General definition (in Buddhism)

Source: Wisdom Library: Buddhism

Opura (ओपुर) refers to one of the five sons of Ikṣvāku Sujāta: an ancient king from the Solar dynasty (sūryavaṃśa) and a descendant of Mahāsaṃmata, according to the Mahāvastu chapter II.32 of the Mahāsaṃghikas (and the Lokottaravāda school). Accordingly, as a Buddhist nun said to Sujāta’s concubine Jentī thus: “[...] your son [viz., Jenta] has no right to his father’s estate, not to speak of that of a king’s.
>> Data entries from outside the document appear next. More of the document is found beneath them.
use raygeom::core;
use raygeom::error::{Result, SyncStatus};
use raygeom::geom;
use raygeom::render;
use raygeom::render::Device;

use log::{error, info};
use rand::{Rng, SeedableRng};
use rand::rngs::StdRng;

fn ground(size: f32) -> Result<geom::Mesh> {
    let mut mesh = geom::Mesh::new("ground");
    mesh.add_vertex(core::Vec::new(-size, -size, 0.0));
    mesh.add_vertex(core::Vec::new(size, -size, 0.0));
    mesh.add_vertex(core::Vec::new(size, size, 0.0));
    mesh.add_vertex(core::Vec::new(-size, size, 0.0));
    mesh.add_triangle(0, 1, 2, 0, false)?;
    mesh.add_triangle(0, 2, 3, 0, false)?;
    mesh.used_shaders = vec![0];
    Ok(mesh)
}

fn hair(rng: &mut StdRng, count: usize) -> Result<geom::Mesh> {
    let mut mesh = geom::Mesh::new("hair");
    for _ in 0..count {
        let root = core::Vec::new(rng.gen_range(-4.0..4.0), rng.gen_range(-4.0..4.0), 0.0);
        let first = mesh.curve_keys.len();
        for k in 0..4 {
            let lean = core::Vec::new(rng.gen_range(-0.1..0.1), rng.gen_range(-0.1..0.1), 0.25);
            mesh.add_curve_key(root + lean * k as f32, 0.02 * (1.0 - k as f32 / 4.0));
        }
        mesh.add_curve(first, 4, 0)?;
    }
    mesh.used_shaders = vec![1];
    Ok(mesh)
}

fn cube_cage() -> Result<geom::Mesh> {
    let mut mesh = geom::Mesh::new("cage");
    mesh.subdivision_type = geom::SubdivisionType::CatmullClark;
    mesh.displacement_method = geom::DisplacementMethod::Both;
    for &(x, y, z) in &[(-1.0, -1.0, -1.0), (1.0, -1.0, -1.0), (1.0, 1.0, -1.0), (-1.0, 1.0, -1.0),
        (-1.0, -1.0, 1.0), (1.0, -1.0, 1.0), (1.0, 1.0, 1.0), (-1.0, 1.0, 1.0)]
    {
        mesh.add_vertex(core::Vec::new(x, y, z));
    }
    let faces = [[0, 3, 2, 1], [4, 5, 6, 7], [0, 1, 5, 4], [2, 3, 7, 6], [0, 4, 7, 3], [1, 2, 6, 5]];
    for f in faces.iter() {
        mesh.add_patch(f[0], f[1], f[2], f[3], 0, true)?;
    }
    mesh.used_shaders = vec![2];
    Ok(mesh)
}

fn build_scene() -> Result<render::Scene> {
    let params = render::SceneParams::default().with_bvh_type(render::BvhType::Dynamic);
    let mut scene = render::Scene::new(params);
    scene.image_manager = Some(Box::new(render::ConstantImageManager::new(1.0)));

    scene.add_shader(render::Shader::new("diffuse")
            .with_standard_attribute(geom::AttributeStandard::Generated));
    scene.add_shader(render::Shader::new("hair")
            .with_standard_attribute(geom::AttributeStandard::CurveIntercept));
    scene.add_shader(render::Shader::new("ripple")
            .with_standard_attribute(geom::AttributeStandard::PositionUndisplaced)
            .with_displacement_image(0)
            .with_displacement(Box::new(|p: &render::DisplacePoint| -> Result<core::Vec> {
                Ok(p.n * (0.05 * (p.p.x * 8.0).sin()))
            })));

    let mut rng = StdRng::seed_from_u64(7);
    let ground = scene.add_mesh(ground(10.0)?);
    let hair = scene.add_mesh(hair(&mut rng, 2000)?);
    let cage = scene.add_mesh(cube_cage()?);

    scene.add_object(render::Object::new("ground", ground, core::Xform::identity()))?;
    scene.add_object(render::Object::new("hair", hair, core::Xform::identity()))?;
    for i in 0..3 {
        let offset = core::Vec::new(-4.0 + 4.0 * i as f32, 0.0, 1.5);
        let tfm = core::Xform::new(core::Mat::translation(&offset));
        scene.add_object(render::Object::new(&format!("cube{}", i), cage, tfm))?;
    }
    Ok(scene)
}

fn sync(manager: &mut render::GeometryManager, device: &mut render::MemoryDevice,
    scene: &mut render::Scene, progress: &render::SimpleProgress) -> Result<()>
{
    let start = std::time::Instant::now();
    let status = manager.device_update(device, scene, progress)?;
    let secs = start.elapsed().as_secs_f64();
    info!("sync {:?} [duration: {:.3} sec] builds: {}, refits: {}, device memory: {} bytes",
            status, secs, manager.state.bvh_builds, manager.state.bvh_refits, device.mem_used());
    if status == SyncStatus::Cancelled {
        info!("cancelled at: {}", progress.state().status);
    }
    Ok(())
}

fn run() -> Result<()> {
    let mut scene = build_scene()?;
    let mut manager = render::GeometryManager::new()
            .with_splitter(Box::new(geom::UniformSplit {depth: 1, edge_factor: 8}));
    let mut device = render::MemoryDevice::new();
    let progress = render::SimpleProgress::new();

    sync(&mut manager, &mut device, &mut scene, &progress)?;
    let dscene = manager.device_scene();
    info!("{} vertices, {} triangles, {} curve keys, {} BVH nodes",
            dscene.tri_verts.len(), dscene.tri_vindex.len(), dscene.curve_keys.len(),
            dscene.bvh_nodes.len());

    // Nothing changed: this pass does no work.
    sync(&mut manager, &mut device, &mut scene, &progress)?;

    // Lift the ground: positions only, so BVHs are refit.
    for v in scene.meshes[0].verts.iter_mut() {
        *v = *v + core::Vec::new(0.0, 0.0, -0.5);
    }
    scene.meshes[0].tag_update(false);
    sync(&mut manager, &mut device, &mut scene, &progress)?;

    manager.device_free(&mut device);
    info!("freed device, {} bytes in use", device.mem_used());
    Ok(())
}

pub fn main() {
    env_logger::Builder::from_env(env_logger::Env::default().default_filter_or("info")).init();
    if let Err(err) = run() {
        error!("{}", err);
        std::process::exit(1);
    }
}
It is those five boys [viz., Opura], the sons of a noble woman, who have the right to their father’s kingdom and estate”.

Languages of India and abroad

Sanskrit dictionary

Source: Cologne Digital Sanskrit Dictionaries: Edgerton Buddhist Hybrid Sanskrit Dictionary

Opura (ओपुर).—(for Avapura), name of a son of King Sujāta Ikṣvāku: Mahāvastu i.348.11; 352.9.11.

context information

Sanskrit, also spelled संस्कृतम् (saṃskṛtam), is an ancient language of India commonly seen as the grandmother of the Indo-European language family (even English!). Closely allied with Prakrit and Pali, Sanskrit is more exhaustive in both grammar and terms and has the most extensive collection of literature in the world, greatly surpassing its sister-languages Greek and Latin.

Discover the meaning of opura in the context of Sanskrit from relevant books on Exotic India

See also (Relevant definitions)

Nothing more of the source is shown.